Another part of my mind is assessing: she's in terrific shape. I know the lower paraspinals would love some firm work, but I refrain; you're not supposed to do that, according to the books; so I do some very gentle kneading and holding, and I feel a brief annoyance at how little good information we have. Like most medical massage lore, it's very possibly just made up. If it had to do with expensive drugs you could sell, there'd be half a dozen meticulous (if tendentious) studies on it. As it is, there's no telling: maybe it's just somebody's theory, or it's based on some anecdote that crept into medical texts in the 19th Century, never disputed or verified. I'll try to track it down some day. But anyway, you take no chances with pregnancy massage. On to the legs: just a little edema below the knees; less than most women have late in their eighth month. But clots are possible, especially in the saphenous vein, at this stage -- clots are always possible where there's edema -- so I do gentler work on the legs than I normally would. On the inner leg and thigh, basically just placing my hands, one after the other. Avoid the ankles. This is another possibly bogus restriction. There are acupressure points that are supposed to induce labor, and they include several of my workhorse points; among them the meeting of three ways, where three yin meridians cross at the inner ankle. I suspect that you would have to do things in a particular sequence, at the right time of day in the right season, to induce labor; real acupressure is quite complicated, very far from the magic "push this spot and your headache goes away" of popular imagination; my guess is that your chances of inducing labor by accident are about zero. But another thing I need to know more about. Until I do, no prodding the ankle points.
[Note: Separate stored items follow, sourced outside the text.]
/// Integration test suite: drives the compiled `psd-converter` binary end to end.
///
/// Every test runs the binary inside its own temporary working directory, so
/// the default `upload/` and `download/` folders never leak into the source
/// tree. PSD inputs are synthesized as minimal flattened RGB files.
use std::io::Write;
use std::path::{Path, PathBuf};
use std::process::{Command, Output, Stdio};

use tempfile::TempDir;

// ---------------------------------------------------------------------------
// Helpers
// ---------------------------------------------------------------------------

fn binary() -> PathBuf {
    PathBuf::from(env!("CARGO_BIN_EXE_psd-converter"))
}

fn command(cwd: &Path, args: &[&str]) -> Command {
    let mut cmd = Command::new(binary());
    cmd.current_dir(cwd)
        .args(args)
        .env_remove("PSD_CONVERTER_UPLOAD_DIR")
        .env_remove("PSD_CONVERTER_DOWNLOAD_DIR")
        .env_remove("PSD_CONVERTER_SETTLE_MS");
    cmd
}

fn check(args: &[&str], out: Output, expect_success: bool) -> (String, String) {
    let stdout = String::from_utf8_lossy(&out.stdout).to_string();
    let stderr = String::from_utf8_lossy(&out.stderr).to_string();
    assert_eq!(
        out.status.success(),
        expect_success,
        "command {:?} exited with {:?}\nstdout: {}\nstderr: {}",
        args,
        out.status,
        stdout,
        stderr
    );
    (stdout, stderr)
}

/// Run a psd-converter command in `cwd` and assert it exits successfully.
/// Returns stdout as a String.
fn run_success(cwd: &Path, args: &[&str]) -> String {
    let out = command(cwd, args)
        .output()
        .expect("failed to invoke psd-converter binary");
    check(args, out, true).0
}

/// Run a psd-converter command in `cwd` and assert it exits with a non-zero status.
/// Returns (stdout, stderr).
fn run_failure(cwd: &Path, args: &[&str]) -> (String, String) {
    let out = command(cwd, args)
        .output()
        .expect("failed to invoke psd-converter binary");
    check(args, out, false)
}

/// Run the interactive menu with `input` on stdin. Returns stdout.
fn run_interactive(cwd: &Path, input: &str) -> String {
    let mut child = command(cwd, &[])
        .stdin(Stdio::piped())
        .stdout(Stdio::piped())
        .stderr(Stdio::piped())
        .spawn()
        .expect("failed to spawn psd-converter binary");
    child
        .stdin
        .take()
        .unwrap()
        .write_all(input.as_bytes())
        .unwrap();
    let out = child.wait_with_output().unwrap();
    check(&["<interactive>"], out, true).0
}

fn workdir() -> TempDir {
    tempfile::tempdir().expect("tempdir")
}

/// Minimal flattened PSD: 8-bit RGB, no layers, raw image data.
fn psd_bytes(width: u32, height: u32) -> Vec<u8> {
    let mut b = Vec::new();
    b.extend_from_slice(b"8BPS");
    b.extend_from_slice(&1u16.to_be_bytes());
    b.extend_from_slice(&[0u8; 6]);
    b.extend_from_slice(&3u16.to_be_bytes());
    b.extend_from_slice(&height.to_be_bytes());
    b.extend_from_slice(&width.to_be_bytes());
    b.extend_from_slice(&8u16.to_be_bytes());
    b.extend_from_slice(&3u16.to_be_bytes());
    b.extend_from_slice(&0u32.to_be_bytes());
    b.extend_from_slice(&0u32.to_be_bytes());
    b.extend_from_slice(&10u32.to_be_bytes());
    b.extend_from_slice(&2u32.to_be_bytes());
    b.extend_from_slice(&0i16.to_be_bytes());
    b.extend_from_slice(&0u32.to_be_bytes());
    b.extend_from_slice(&0u16.to_be_bytes());
    b.extend(std::iter::repeat_n(128u8, (width * height * 3) as usize));
    b
}

fn zip_files_in(dir: &Path) -> Vec<PathBuf> {
    match std::fs::read_dir(dir) {
        Ok(entries) => entries
            .flatten()
            .map(|e| e.path())
            .filter(|p| p.extension().is_some_and(|e| e == "zip"))
            .collect(),
        Err(_) => Vec::new(),
    }
}

// ---------------------------------------------------------------------------
// Conversion modes
// ---------------------------------------------------------------------------

/// test_convert_single_file_json: convert writes the PSD copy and PNG into the upload dir.
#[test]
fn test_convert_single_file_json() {
    let dir = workdir();
    let source = dir.path().join("incoming").join("Poster.PSD");
    std::fs::create_dir_all(source.parent().unwrap()).unwrap();
    std::fs::write(&source, psd_bytes(8, 5)).unwrap();

    let stdout = run_success(
        dir.path(),
        &["convert", "--json", source.to_str().unwrap()],
    );
    let parsed: serde_json::Value =
        serde_json::from_str(&stdout).expect("convert --json output is not valid JSON");
    assert_eq!(parsed["total"], 1);
    assert_eq!(parsed["succeeded"], 1);
    assert_eq!(parsed["failed"], 0);

    let upload = dir.path().join("upload");
    assert!(upload.join("Poster.PSD").is_file(), "PSD copy missing");
    assert!(upload.join("Poster.png").is_file(), "PNG output missing");
}

/// test_convert_missing_file_is_a_failed_conversion: per-file failures do not fail the process.
#[test]
fn test_convert_missing_file_is_a_failed_conversion() {
    let dir = workdir();
    let stdout = run_success(dir.path(), &["convert", "--json", "nowhere.psd"]);
    let parsed: serde_json::Value = serde_json::from_str(&stdout).unwrap();
    assert_eq!(parsed["failed"], 1);
    assert!(!dir.path().join("upload").join("nowhere.png").exists());
}

/// test_batch_summary_counts: batch converts each PSD and reports totals.
#[test]
fn test_batch_summary_counts() {
    let dir = workdir();
    let input = dir.path().join("in");
    std::fs::create_dir_all(&input).unwrap();
    std::fs::write(input.join("a.psd"), psd_bytes(2, 2)).unwrap();
    std::fs::write(input.join("b.psd"), psd_bytes(3, 1)).unwrap();
    std::fs::write(input.join("notes.txt"), "ignored").unwrap();

    let out_dir = dir.path().join("pngs");
    let stdout = run_success(
        dir.path(),
        &[
            "batch",
            input.to_str().unwrap(),
            "--json",
            "--upload-dir",
            out_dir.to_str().unwrap(),
        ],
    );
    let parsed: serde_json::Value = serde_json::from_str(&stdout).unwrap();
    assert_eq!(parsed["total"], 2);
    assert_eq!(parsed["succeeded"], 2);
    assert!(out_dir.join("a.png").is_file());
    assert!(out_dir.join("b.png").is_file());
}

/// test_batch_human_summary: without --json the summary is a readable block.
#[test]
fn test_batch_human_summary() {
    let dir = workdir();
    let stdout = run_success(dir.path(), &["batch", "empty-folder"]);
    assert!(stdout.contains("total:"), "stdout: {}", stdout);
    assert!(dir.path().join("empty-folder").is_dir());
}

/// test_config_file_sets_upload_dir: `--config` layers a TOML file over the defaults.
#[test]
fn test_config_file_sets_upload_dir() {
    let dir = workdir();
    let config = dir.path().join("custom.toml");
    std::fs::write(&config, "upload_dir = \"converted\"\n").unwrap();
    std::fs::write(dir.path().join("x.psd"), psd_bytes(1, 1)).unwrap();

    run_success(
        dir.path(),
        &["--config", config.to_str().unwrap(), "convert", "x.psd"],
    );
    assert!(dir.path().join("converted").join("x.png").is_file());
}

/// test_watch_missing_directory_fails: a subscription that cannot be set up is fatal.
#[test]
fn test_watch_missing_directory_fails() {
    let dir = workdir();
    let (_, stderr) = run_failure(dir.path(), &["watch", "does-not-exist"]);
    assert!(
        stderr.contains("does not exist"),
        "stderr should explain the failure\nstderr: {}",
        stderr
    );
}

// ---------------------------------------------------------------------------
// Archive
// ---------------------------------------------------------------------------

/// test_archive_without_pngs_creates_nothing
#[test]
fn test_archive_without_pngs_creates_nothing() {
    let dir = workdir();
    let stdout = run_success(dir.path(), &["archive"]);
    assert!(stdout.contains("No PNG files"), "stdout: {}", stdout);
    assert!(zip_files_in(&dir.path().join("download")).is_empty());
}

/// test_archive_after_convert: converted PNGs end up as entries of one bundle.
#[test]
fn test_archive_after_convert() {
    let dir = workdir();
    std::fs::write(dir.path().join("one.psd"), psd_bytes(4, 4)).unwrap();
    std::fs::write(dir.path().join("two.psd"), psd_bytes(4, 4)).unwrap();
    run_success(dir.path(), &["batch", "."]);

    let stdout = run_success(dir.path(), &["archive", "--json"]);
    let parsed: serde_json::Value = serde_json::from_str(&stdout).unwrap();
    assert_eq!(parsed["entries"], 2);

    let bundles = zip_files_in(&dir.path().join("download"));
    assert_eq!(bundles.len(), 1);
    let size = std::fs::metadata(&bundles[0]).unwrap().len();
    assert_eq!(parsed["size_bytes"], size);

    let name = bundles[0].file_name().unwrap().to_string_lossy().into_owned();
    assert!(name.starts_with("png_images_"), "bundle name: {}", name);
    // png_images_YYYYMMdd_HHmmss.zip
    assert_eq!(name.len(), "png_images_".len() + 15 + ".zip".len());
}

// ---------------------------------------------------------------------------
// CLI surface
// ---------------------------------------------------------------------------

/// test_help_lists_modes
#[test]
fn test_help_lists_modes() {
    let dir = workdir();
    let stdout = run_success(dir.path(), &["--help"]);
    for mode in ["batch", "watch", "convert", "archive"] {
        assert!(stdout.contains(mode), "help should list {mode}\n{stdout}");
    }
}

/// test_interactive_invalid_choice: the menu reports a bad choice and exits cleanly.
#[test]
fn test_interactive_invalid_choice() {
    let dir = workdir();
    let stdout = run_interactive(dir.path(), "7\n");
    assert!(stdout.contains("Select a mode"), "stdout: {}", stdout);
    assert!(stdout.contains("Invalid choice"), "stdout: {}", stdout);
}

/// test_interactive_single_conversion: menu option 3 converts the named file.
#[test]
fn test_interactive_single_conversion() {
    let dir = workdir();
    let source = dir.path().join("menu.psd");
    std::fs::write(&source, psd_bytes(2, 3)).unwrap();

    let stdout = run_interactive(dir.path(), &format!("3\n{}\n", source.display()));
    assert!(stdout.contains("succeeded: 1"), "stdout: {}", stdout);
    assert!(dir.path().join("upload").join("menu.png").is_file());
}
All this, of course, is just the superficial surface of my mind, the running patter of the conceptual mind. The real work is going on, my hands listening, holding, speaking in their own language.
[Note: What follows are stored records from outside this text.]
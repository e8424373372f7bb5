//! The selection accumulator.

use crate::error::{SelectionError, SelectionResult};
use crate::state::SelectionState;
use artbrowse_types::{Row, RowId};
use std::collections::HashSet;
use std::num::NonZeroUsize;
use tracing::debug;

/// Where the accumulator stands with respect to the last bulk request.
#[derive(Debug, Clone, Copy, PartialEq, Eq)]
pub enum Phase {
    /// Nothing owed; page arrivals are ignored.
    Satisfied,
    /// Rows are still owed and every arrival is scanned.
    Accumulating { pending: usize },
}

/// Effect of one accumulation step.
#[derive(Debug, Clone, Copy, PartialEq, Eq, Default)]
pub struct Accumulation {
    /// Rows appended to the selection by this step.
    pub added: usize,
    /// Rows still owed after this step.
    pub pending: usize,
}

impl Accumulation {
    /// Returns true if the request is fully paid.
    pub fn is_satisfied(&self) -> bool {
        self.pending == 0
    }
}

/// Parses a user-typed bulk-select count.
///
/// Accepts positive integers only; zero, negatives and anything non-numeric
/// are rejected before they can reach the accumulator.
pub fn parse_select_count(input: &str) -> SelectionResult<NonZeroUsize> {
    input
        .trim()
        .parse::<NonZeroUsize>()
        .map_err(|_| SelectionError::InvalidCount {
            input: input.to_string(),
        })
}

/// Accumulates bulk selections across pages.
///
/// Keeps an id index alongside the ordered selection so membership checks
/// stay O(1) across manual toggles and automatic additions.
#[derive(Debug, Clone, Default)]
pub struct SelectionAccumulator {
    state: SelectionState,
    index: HashSet<RowId>,
}

impl SelectionAccumulator {
    /// Creates an empty accumulator in the satisfied phase.
    pub fn new() -> Self {
        Self::default()
    }

    /// Rebuilds an accumulator around an existing state.
    ///
    /// Duplicate ids in `state.selected` are dropped, keeping the first
    /// occurrence.
    pub fn from_state(state: SelectionState) -> Self {
        let mut acc = Self {
            state: SelectionState {
                selected: Vec::with_capacity(state.selected.len()),
                pending: state.pending,
            },
            index: HashSet::with_capacity(state.selected.len()),
        };
        for row in state.selected {
            acc.push_unique(row);
        }
        acc
    }

    /// Consumes the accumulator, returning the owned state.
    pub fn into_state(self) -> SelectionState {
        self.state
    }

    pub fn state(&self) -> &SelectionState {
        &self.state
    }

    /// Selected rows in selection order.
    pub fn selected(&self) -> &[Row] {
        &self.state.selected
    }

    /// Selected ids in selection order.
    pub fn selected_ids(&self) -> impl Iterator<Item = RowId> + '_ {
        self.state.selected_ids()
    }

    /// Rows still owed to the most recent bulk request.
    pub fn pending(&self) -> usize {
        self.state.pending
    }

    pub fn phase(&self) -> Phase {
        match self.state.pending {
            0 => Phase::Satisfied,
            pending => Phase::Accumulating { pending },
        }
    }

    pub fn is_selected(&self, id: RowId) -> bool {
        self.index.contains(&id)
    }

    pub fn len(&self) -> usize {
        self.state.selected.len()
    }

    pub fn is_empty(&self) -> bool {
        self.state.selected.is_empty()
    }

    // ── Bulk selection ───────────────────────────────────────────

    /// Starts a bulk request for `n` more rows, taking as many as possible
    /// from the page currently on display.
    ///
    /// Any previous pending count is overwritten, not added to.
    pub fn request_select(&mut self, n: NonZeroUsize, current_page_rows: &[Row]) -> Accumulation {
        let added = self.take_unselected(current_page_rows, n.get());
        self.state.pending = n.get() - added;
        debug!(
            requested = n.get(),
            added,
            pending = self.state.pending,
            "bulk selection requested"
        );
        Accumulation {
            added,
            pending: self.state.pending,
        }
    }

    /// Pays down the pending count from a newly arrived page.
    ///
    /// Cheap no-op while satisfied.
    pub fn on_page_arrived(&mut self, new_page_rows: &[Row]) -> Accumulation {
        if self.state.pending == 0 {
            return Accumulation::default();
        }
        let added = self.take_unselected(new_page_rows, self.state.pending);
        self.state.pending -= added;
        debug!(added, pending = self.state.pending, "page reconciled");
        Accumulation {
            added,
            pending: self.state.pending,
        }
    }

    /// Appends up to `limit` rows from `rows` that are not yet selected, in
    /// page order. Returns how many were appended.
    fn take_unselected(&mut self, rows: &[Row], limit: usize) -> usize {
        let mut added = 0;
        for row in rows {
            if added == limit {
                break;
            }
            if self.push_unique(row.clone()) {
                added += 1;
            }
        }
        added
    }

    fn push_unique(&mut self, row: Row) -> bool {
        if !self.index.insert(row.id) {
            return false;
        }
        self.state.selected.push(row);
        true
    }

    // ── Manual selection ─────────────────────────────────────────
    //
    // These never touch `pending`.

    /// Selects a single row. Returns false if it was already selected.
    pub fn select_row(&mut self, row: &Row) -> bool {
        self.push_unique(row.clone())
    }

    /// Deselects a row by id. Returns false if it was not selected.
    ///
    /// A deselected row becomes eligible again for a later accumulation.
    pub fn deselect(&mut self, id: RowId) -> bool {
        if !self.index.remove(&id) {
            return false;
        }
        self.state.selected.retain(|r| r.id != id);
        true
    }

    /// Flips a row's membership. Returns true if the row is now selected.
    pub fn toggle(&mut self, row: &Row) -> bool {
        if self.deselect(row.id) {
            false
        } else {
            self.push_unique(row.clone())
        }
    }

    /// Replaces the whole selection, as when the table reports a new
    /// selection wholesale. Duplicate ids keep their first occurrence.
    pub fn replace_selection(&mut self, rows: Vec<Row>) {
        self.state.selected.clear();
        self.index.clear();
        for row in rows {
            self.push_unique(row);
        }
    }
}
Halftime. Bathroom break. Not a lot of room in there these days. I go into the living room, look at the photos on the shelves. Her family on a fishing expedition. His mother holding him (three years old) on her lap and reading to him. I lock my hands and stretch, reaching up toward the ceiling, shake out my legs. The toilet flushes; the door clicks. I give her a few moments to get back on the table, tap at the door. Time to do the other side.
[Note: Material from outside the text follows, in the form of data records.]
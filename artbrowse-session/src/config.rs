//! Session configuration.

use crate::error::{SessionError, SessionResult};
use serde::{Deserialize, Serialize};

/// Rows per page when nothing else is configured.
pub const DEFAULT_PAGE_SIZE: u32 = 12;

/// Pages fetched concurrently by auto-fill by default.
pub const DEFAULT_PREFETCH_DEPTH: usize = 2;

/// Default bound on pages one auto-fill may scan.
pub const DEFAULT_MAX_FILL_PAGES: u32 = 50;

/// Configuration for a [`crate::BrowserSession`].
#[derive(Debug, Clone, PartialEq, Serialize, Deserialize)]
#[serde(default)]
pub struct SessionConfig {
    /// Rows per page.
    pub page_size: u32,
    /// Pages fetched concurrently while auto-filling a pending selection.
    pub prefetch_depth: usize,
    /// Upper bound on pages scanned by one auto-fill.
    pub max_fill_pages: u32,
}

impl Default for SessionConfig {
    fn default() -> Self {
        Self {
            page_size: DEFAULT_PAGE_SIZE,
            prefetch_depth: DEFAULT_PREFETCH_DEPTH,
            max_fill_pages: DEFAULT_MAX_FILL_PAGES,
        }
    }
}

impl SessionConfig {
    pub fn validate(&self) -> SessionResult<()> {
        if self.page_size == 0 {
            return Err(SessionError::Config("page_size must be positive".to_string()));
        }
        if self.prefetch_depth == 0 {
            return Err(SessionError::Config(
                "prefetch_depth must be positive".to_string(),
            ));
        }
        Ok(())
    }
}
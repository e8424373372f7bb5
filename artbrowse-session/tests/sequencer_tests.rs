use artbrowse_session::{Arrival, ArrivalSequencer};
use pretty_assertions::assert_eq;

fn pages<T>(arrivals: &[Arrival<T>]) -> Vec<u32> {
    arrivals.iter().map(|a| a.page).collect()
}

// ── Ordering ────────────────────────────────────────────────────

#[test]
fn in_order_completions_release_immediately() {
    let mut seq = ArrivalSequencer::new();
    let a = seq.issue(4);
    let b = seq.issue(5);

    assert_eq!(pages(&seq.complete(a, "four")), vec![4]);
    assert_eq!(seq.complete(b, "five"), vec![Arrival { page: 5, outcome: "five" }]);
    assert!(seq.is_idle());
}

#[test]
fn out_of_order_completions_are_buffered() {
    let mut seq = ArrivalSequencer::new();
    let a = seq.issue(2);
    let b = seq.issue(3);
    let c = seq.issue(4);

    assert!(seq.complete(c, 'c').is_empty());
    assert!(seq.complete(b, 'b').is_empty());
    assert_eq!(seq.buffered(), 2);
    assert_eq!(seq.outstanding(), 3);

    let released = seq.complete(a, 'a');
    assert_eq!(pages(&released), vec![2, 3, 4]);
    let outcomes: Vec<char> = released.into_iter().map(|a| a.outcome).collect();
    assert_eq!(outcomes, vec!['a', 'b', 'c']);
    assert_eq!(seq.buffered(), 0);
    assert!(seq.is_idle());
}

#[test]
fn partial_release_stops_at_gap() {
    let mut seq = ArrivalSequencer::new();
    let a = seq.issue(1);
    let b = seq.issue(2);
    let c = seq.issue(3);

    assert!(seq.complete(b, ()).is_empty());
    assert_eq!(pages(&seq.complete(a, ())), vec![1, 2]);
    assert_eq!(seq.outstanding(), 1);
    assert_eq!(pages(&seq.complete(c, ())), vec![3]);
}

#[test]
fn ticket_remembers_its_page() {
    let mut seq: ArrivalSequencer<()> = ArrivalSequencer::new();
    assert_eq!(seq.issue(17).page(), 17);
}

// ── Misuse ──────────────────────────────────────────────────────

#[test]
fn duplicate_completion_is_ignored() {
    let mut seq = ArrivalSequencer::new();
    let a = seq.issue(1);
    let b = seq.issue(2);

    assert!(seq.complete(b, 1).is_empty());
    assert!(seq.complete(b, 2).is_empty());
    let released = seq.complete(a, 0);
    assert_eq!(released.len(), 2);
    assert_eq!(released[1].outcome, 1);

    assert!(seq.complete(a, 9).is_empty());
}

#[test]
fn ticket_never_issued_is_ignored() {
    let mut other: ArrivalSequencer<()> = ArrivalSequencer::new();
    other.issue(1);
    let foreign = other.issue(2);

    let mut seq = ArrivalSequencer::new();
    seq.issue(1);
    assert!(seq.complete(foreign, ()).is_empty());
    assert_eq!(seq.buffered(), 0);
}

#[test]
fn sequencer_works_outside_a_runtime() {
    // The sequencer is plain data; driving it from a blocking context is fine.
    let released = tokio_test::block_on(async {
        let mut seq = ArrivalSequencer::new();
        let t = seq.issue(8);
        seq.complete(t, Ok::<u32, ()>(8))
    });
    assert_eq!(released, vec![Arrival { page: 8, outcome: Ok(8) }]);
}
She's an old hand at pregnancy massage: she's already got the pillows all arranged. I rest my hands on her shoulder and hip, reconnecting, settling. A familiar sequence of thoughts rises up:

I wasted all my life till now. This is what I should have been doing all along.

No. You couldn't have done this until now. Not wasted. You were preparing for this, though you didn't know it.

Don't be so portentous, Mr Dale. You're just doing a massage. You think too much.


But I am so happy. "I did not know I was so empty, that I could be so full."